Experts are worried about seasonal flu, because it could get mixed up with a deadly novel strain, such as the H5N1 bird flu virus. Such a hybrid would not only become easily transmissible between people, but packed with great killing power.
"The bird flu virus has shown signs of mutation. If infected people don't get treatment in a timely manner, they can die easily," Zhong was quoted as telling reporters on the sidelines of the Chinese parliament's annual meeting.
Three Chinese have died this year of H5N1 bird flu and they were infected probably through contact with sick poultry. The World Health Organisation said there was no evidence of transmission between humans in all three cases.
In Hong Kong, the government shut a primary school early ahead of the Easter holidays after one of its students, a 7-year-old boy, died at noon on Tuesday. The boy was admitted to hospital last week with flu-like symptoms and authorities are still trying to determine the cause of his illness.
Thomas Tsang, controller of the Centre for Health Protection, said five other pupils at the school have been admitted to hospital for respiratory infection and their conditions were stable. Three samples have tested positive for influenza A, Tsang said, without specifying the strain.
"The school will close early for Easter from tomorrow ... to facilitate disinfection," Tsang told a news conference. But he said there was no reason to close all schools in Hong Kong, although they would monitor the situation closely.

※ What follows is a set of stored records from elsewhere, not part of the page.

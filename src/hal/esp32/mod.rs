//! ESP32 hardware abstraction layer for train motor control.
//!
//! This module provides hardware implementations for driving model train
//! motors from an ESP32, either through an H-bridge (two direction lines
//! plus LEDC PWM) or through a pulse-count decoder on a single line.
//!
//! # Hardware Configuration
//!
//! - **GPIO**: push-pull outputs claimed by number at runtime
//! - **PWM**: up to four LEDC low-speed timer/channel pairs, 10-bit
//! - **Timing**: `Ets` busy-wait for pulse frames
//! - **Network**: soft access point + HTTP server (`wifi` / `esp32-http`)
//!
//! GPIO numbers come from [`crate::config::MotorConfig`] or the `/add`
//! route; nothing is wired at compile time.

mod hardware;

pub use hardware::{Esp32HalError, Esp32Hardware, Esp32Output, Esp32Pwm, PWM_SLOTS};

#[cfg(feature = "wifi")]
mod wifi;
#[cfg(feature = "wifi")]
pub use wifi::Esp32AccessPoint;

#[cfg(feature = "esp32-http")]
mod http;
#[cfg(feature = "esp32-http")]
pub use http::Esp32HttpServer;

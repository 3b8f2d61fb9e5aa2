//! A Socket Mount is a bound listener for one instance: either a loopback
//! TCP port or a Unix domain socket directory. The Connection Manager
//! accepts from it without needing to know which kind it's dealing with.

mod tcp;
pub(crate) mod unix;

pub(crate) use unix::UnixMount;

use async_trait::async_trait;
use tokio::net::TcpStream;

use crate::config::ListenSpec;
use crate::error::MountError;
use crate::instance_id::InstanceId;

/// An accepted client connection plus whatever diagnostic context the
/// mount kind can offer about where it came from.
pub enum Accepted {
    Tcp(TcpStream, std::net::SocketAddr),
    Unix(tokio::net::UnixStream),
}

#[async_trait]
pub trait Mount: Send + Sync {
    /// Blocks until a client connects or the listener errors out.
    async fn accept(&self) -> std::io::Result<Accepted>;

    /// Where this mount is listening, for logs and `/readiness` reporting.
    fn describe(&self) -> String;

    /// Stops accepting new connections and releases the underlying
    /// listener. Idempotent: a second call is a no-op. Does not wait for
    /// connections already accepted to finish.
    fn close(&self);
}

/// Opens a listener for `spec` on behalf of `instance`. Callers opening
/// several mounts in one configuration pass should keep the already-open
/// ones around and drop them all if a later one fails, since a partially
/// bound configuration is not a valid state to serve from.
pub async fn open(instance: &InstanceId, spec: &ListenSpec) -> Result<Box<dyn Mount>, MountError> {
    match spec {
        ListenSpec::Tcp { address, port } => {
            let mount = tcp::TcpMount::bind(*address, *port).await?;
            Ok(Box::new(mount))
        }
        ListenSpec::Unix { dir } => {
            let mount = unix::UnixMount::bind(instance, dir).await?;
            Ok(Box::new(mount))
        }
    }
}
//! Minimal connection gauge and dial-failure counter via the `metrics`
//! crate facade. Purely observability plumbing: the health/admin
//! surfaces read Connection Manager state directly and never scrape
//! these.

use crate::instance_id::InstanceId;

pub fn record_connection_opened() {
    metrics::increment_gauge!("proxy_open_connections", 1.0);
}

pub fn record_connection_closed() {
    metrics::decrement_gauge!("proxy_open_connections", 1.0);
}

pub fn record_dial_failure(instance: &InstanceId) {
    metrics::increment_counter!("proxy_dial_failures_total", "instance" => instance.to_string());
}
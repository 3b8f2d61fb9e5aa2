//! The control plane is the opaque external collaborator that hands out
//! ephemeral client certificates and server endpoints. Its wire protocol
//! is explicitly out of scope; this module only defines the shape callers
//! need and a trait boundary so the Resolver never talks to it directly.

#[cfg(any(test, feature = "testing"))]
pub mod mock;
pub mod remote;

use std::net::IpAddr;
use std::sync::Arc;
use std::time::SystemTime;

use async_trait::async_trait;

use crate::error::ResolveError;
use crate::instance_id::InstanceId;

/// Everything a [`Dialer`](crate::dialer::Dialer) needs to open a
/// mutually-authenticated TLS tunnel to an instance.
/// Immutable once returned; a refresh produces a brand new value that
/// atomically replaces the cached one.
#[derive(Clone)]
pub struct ConnectionInfo {
    pub ip_address: IpAddr,
    pub tls_client_config: Arc<rustls::ClientConfig>,
    pub not_after: SystemTime,
}

impl std::fmt::Debug for ConnectionInfo {
    fn fmt(&self, f: &mut std::fmt::Formatter<'_>) -> std::fmt::Result {
        f.debug_struct("ConnectionInfo")
            .field("ip_address", &self.ip_address)
            .field("not_after", &self.not_after)
            .finish_non_exhaustive()
    }
}

/// The control-plane client boundary: production code talks to a real
/// HTTP backend, tests talk to a mock.
#[async_trait]
pub trait Api: Send + Sync {
    async fn resolve_connection_info(
        &self,
        id: &InstanceId,
    ) -> Result<ConnectionInfo, ResolveError>;
}

/// Selects between the real control-plane client and test doubles.
#[derive(Clone)]
pub enum ControlPlaneBackend {
    Remote(Arc<remote::RemoteApi>),
    #[cfg(any(test, feature = "testing"))]
    Mock(Arc<mock::MockApi>),
}

#[async_trait]
impl Api for ControlPlaneBackend {
    async fn resolve_connection_info(
        &self,
        id: &InstanceId,
    ) -> Result<ConnectionInfo, ResolveError> {
        match self {
            ControlPlaneBackend::Remote(api) => api.resolve_connection_info(id).await,
            #[cfg(any(test, feature = "testing"))]
            ControlPlaneBackend::Mock(api) => api.resolve_connection_info(id).await,
        }
    }
}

Hong Kong, which lies at the south of China, is in the grip of a seasonal flu peak, with outbreaks reported in a growing number of schools.
A 3-year-old girl died last week of human H3N2 flu and authorities have ordered schools to conduct fever checks and advise those who are unwell to stay home.
Although the H5N1 virus has infected only 368 people around the world since 2003, its mortality rate has been high, killing 234 of them.